Copy the entire listing exactly.

##########

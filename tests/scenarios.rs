use isoduration::{
    fmt::iso8601::{self, DurationPrinter},
    unit::{NANOS_PER_HOUR, NANOS_PER_MINUTE, NANOS_PER_SECOND},
    Duration, ErrorKind, Unit,
};

const HOUR: i64 = NANOS_PER_HOUR;
const MINUTE: i64 = NANOS_PER_MINUTE;
const SECOND: i64 = NANOS_PER_SECOND;

#[test]
fn parse() {
    let d: Duration = "P4Y".parse().unwrap();
    assert_eq!(d, Duration::new().years(4.0));

    let d: Duration = "PT2.5S".parse().unwrap();
    assert_eq!(d, Duration::new().seconds(2.5));

    let d: Duration = "P3Y6M4DT12H30M5.5S".parse().unwrap();
    assert_eq!(d.get_years(), 3.0);
    assert_eq!(d.get_months(), 6.0);
    assert_eq!(d.get_weeks(), 0.0);
    assert_eq!(d.get_days(), 4.0);
    assert_eq!(d.get_hours(), 12.0);
    assert_eq!(d.get_minutes(), 30.0);
    assert_eq!(d.get_seconds(), 5.5);
    assert!(!d.is_negative());

    let d: Duration = "-PT5M".parse().unwrap();
    assert_eq!(d.get_unit(Unit::Minute), 5.0);
    assert!(d.is_negative());
}

#[test]
fn parse_rejects() {
    for input in ["T0S", "P-T0S", "PT0SP0D"] {
        let err = input.parse::<Duration>().unwrap_err();
        assert_eq!(err.kind(), ErrorKind::UnexpectedInput, "{input}");
        assert!(err.is_unexpected_input());
    }
    for input in ["PT", "P"] {
        assert!(iso8601::parse(input).unwrap().is_zero());
    }
    let err = iso8601::parse("PT1..5S").unwrap_err();
    assert!(err.is_invalid_number());
}

#[test]
fn format_ticks() {
    assert_eq!(iso8601::format_ticks(0), "PT0S");
    assert_eq!(iso8601::format_ticks(94 * MINUTE), "PT1H34M");
    assert_eq!(iso8601::format_ticks(72 * HOUR), "P3D");
    assert_eq!(iso8601::format_ticks(26 * HOUR), "P1DT2H");
    assert_eq!(
        iso8601::format_ticks(465_461_651 * SECOND),
        "P14Y9M3DT12H54M11S",
    );
    assert_eq!(iso8601::format_ticks(-99544 * HOUR), "-P11Y4M1W4D");
    assert_eq!(iso8601::format_ticks(-10 * SECOND), "-PT10S");
}

#[test]
fn from_ticks() {
    assert_eq!(Duration::from_ticks(0), Duration::new());
    assert_eq!(
        Duration::from_ticks(94 * MINUTE),
        Duration::new().hours(1.0).minutes(34.0),
    );
    assert_eq!(
        Duration::from_ticks(-10 * SECOND),
        Duration::new().seconds(10.0).negate(),
    );
}

#[test]
fn to_ticks() {
    let d = Duration::new().seconds(33.3);
    assert_eq!(d.to_ticks(), 33 * SECOND + 300_000_000);

    let d = Duration::new().hours(2.0).minutes(33.0).seconds(17.0);
    assert_eq!(d.to_ticks(), 2 * HOUR + 33 * MINUTE + 17 * SECOND);

    assert_eq!(Duration::new().days(2.0).to_ticks(), 48 * HOUR);
    assert_eq!(Duration::new().weeks(1.0).to_ticks(), 7 * 24 * HOUR);
    assert_eq!(
        Duration::new().weeks(12.5).to_ticks(),
        (12 * 7 * 24 + 84) * HOUR,
    );
    assert_eq!(Duration::new().hours(2.0).negate().to_ticks(), -2 * HOUR);
}

#[test]
fn display() {
    let d: Duration = "P3Y6M4DT12H30M5.5S".parse().unwrap();
    assert_eq!(d.to_string(), "P3Y6M4DT12H30M5.5S");
    assert_eq!(d.seconds(33.3333).to_string(), "P3Y6M4DT12H30M33.3333S");

    let d: Duration = "PT0.0000000000001S".parse().unwrap();
    assert_eq!(d.to_string(), "PT0.0000000000001S");

    let d: Duration = "-PT2H5M".parse().unwrap();
    assert_eq!(d.to_string(), "-PT2H5M");
    assert_eq!(iso8601::format(&d), "-PT2H5M");

    assert_eq!(Duration::new().to_string(), "PT0S");
}

#[test]
fn printer_options() {
    let d: Duration = "PT36H".parse().unwrap();
    let printer = DurationPrinter::new().lowercase(true).verbatim(false);
    assert_eq!(printer.duration_to_string(&d), "PT36h");
    assert_eq!(printer.ticks_to_string(-26 * HOUR), "-P1dT2h");
}

#[test]
fn std_duration() {
    let d = Duration::from(std::time::Duration::from_secs(94 * 60));
    assert_eq!(d.to_string(), "PT1H34M");

    let d: Duration = "P1DT0.5S".parse().unwrap();
    let sd = std::time::Duration::try_from(d).unwrap();
    assert_eq!(sd, std::time::Duration::from_millis(86_400_500));

    let d: Duration = "-PT1S".parse().unwrap();
    let err = std::time::Duration::try_from(d).unwrap_err();
    assert_eq!(err.kind(), ErrorKind::Negative);
}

##########

Output for this task:
filename tests/scenarios.rs
use isoduration::{
    fmt::iso8601::{self, DurationPrinter},
    unit::{NANOS_PER_HOUR, NANOS_PER_MINUTE, NANOS_PER_SECOND},
    Duration, ErrorKind, Unit,
};

const HOUR: i64 = NANOS_PER_HOUR;
const MINUTE: i64 = NANOS_PER_MINUTE;
const SECOND: i64 = NANOS_PER_SECOND;

#[test]
fn parse() {
    let d: Duration = "P4Y".parse().unwrap();
    assert_eq!(d, Duration::new().years(4.0));

    let d: Duration = "PT2.5S".parse().unwrap();
    assert_eq!(d, Duration::new().seconds(2.5));

    let d: Duration = "P3Y6M4DT12H30M5.5S".parse().unwrap();
    assert_eq!(d.get_years(), 3.0);
    assert_eq!(d.get_months(), 6.0);
    assert_eq!(d.get_weeks(), 0.0);
    assert_eq!(d.get_days(), 4.0);
    assert_eq!(d.get_hours(), 12.0);
    assert_eq!(d.get_minutes(), 30.0);
    assert_eq!(d.get_seconds(), 5.5);
    assert!(!d.is_negative());

    let d: Duration = "-PT5M".parse().unwrap();
    assert_eq!(d.get_unit(Unit::Minute), 5.0);
    assert!(d.is_negative());
}

#[test]
fn parse_rejects() {
    for input in ["T0S", "P-T0S", "PT0SP0D"] {
        let err = input.parse::<Duration>().unwrap_err();
        assert_eq!(err.kind(), ErrorKind::UnexpectedInput, "{input}");
        assert!(err.is_unexpected_input());
    }
    for input in ["PT", "P"] {
        assert!(iso8601::parse(input).unwrap().is_zero());
    }
    let err = iso8601::parse("PT1..5S").unwrap_err();
    assert!(err.is_invalid_number());
}

#[test]
fn format_ticks() {
    assert_eq!(iso8601::format_ticks(0), "PT0S");
    assert_eq!(iso8601::format_ticks(94 * MINUTE), "PT1H34M");
    assert_eq!(iso8601::format_ticks(72 * HOUR), "P3D");
    assert_eq!(iso8601::format_ticks(26 * HOUR), "P1DT2H");
    assert_eq!(
        iso8601::format_ticks(465_461_651 * SECOND),
        "P14Y9M3DT12H54M11S",
    );
    assert_eq!(iso8601::format_ticks(-99544 * HOUR), "-P11Y4M1W4D");
    assert_eq!(iso8601::format_ticks(-10 * SECOND), "-PT10S");
}

#[test]
fn from_ticks() {
    assert_eq!(Duration::from_ticks(0), Duration::new());
    assert_eq!(
        Duration::from_ticks(94 * MINUTE),
        Duration::new().hours(1.0).minutes(34.0),
    );
    assert_eq!(
        Duration::from_ticks(-10 * SECOND),
        Duration::new().seconds(10.0).negate(),
    );
}

#[test]
fn to_ticks() {
    let d = Duration::new().seconds(33.3);
    assert_eq!(d.to_ticks(), 33 * SECOND + 300_000_000);

    let d = Duration::new().hours(2.0).minutes(33.0).seconds(17.0);
    assert_eq!(d.to_ticks(), 2 * HOUR + 33 * MINUTE + 17 * SECOND);

    assert_eq!(Duration::new().days(2.0).to_ticks(), 48 * HOUR);
    assert_eq!(Duration::new().weeks(1.0).to_ticks(), 7 * 24 * HOUR);
    assert_eq!(
        Duration::new().weeks(12.5).to_ticks(),
        (12 * 7 * 24 + 84) * HOUR,
    );
    assert_eq!(Duration::new().hours(2.0).negate().to_ticks(), -2 * HOUR);
}

#[test]
fn display() {
    let d: Duration = "P3Y6M4DT12H30M5.5S".parse().unwrap();
    assert_eq!(d.to_string(), "P3Y6M4DT12H30M5.5S");
    assert_eq!(d.seconds(33.3333).to_string(), "P3Y6M4DT12H30M33.3333S");

    let d: Duration = "PT0.0000000000001S".parse().unwrap();
    assert_eq!(d.to_string(), "PT0.0000000000001S");

    let d: Duration = "-PT2H5M".parse().unwrap();
    assert_eq!(d.to_string(), "-PT2H5M");
    assert_eq!(iso8601::format(&d), "-PT2H5M");

    assert_eq!(Duration::new().to_string(), "PT0S");
}

#[test]
fn printer_options() {
    let d: Duration = "PT36H".parse().unwrap();
    let printer = DurationPrinter::new().lowercase(true).verbatim(false);
    assert_eq!(printer.duration_to_string(&d), "PT36h");
    assert_eq!(printer.ticks_to_string(-26 * HOUR), "-P1dT2h");
}

#[test]
fn std_duration() {
    let d = Duration::from(std::time::Duration::from_secs(94 * 60));
    assert_eq!(d.to_string(), "PT1H34M");

    let d: Duration = "P1DT0.5S".parse().unwrap();
    let sd = std::time::Duration::try_from(d).unwrap();
    assert_eq!(sd, std::time::Duration::from_millis(86_400_500));

    let d: Duration = "-PT1S".parse().unwrap();
    let err = std::time::Duration::try_from(d).unwrap_err();
    assert_eq!(err.kind(), ErrorKind::Negative);
}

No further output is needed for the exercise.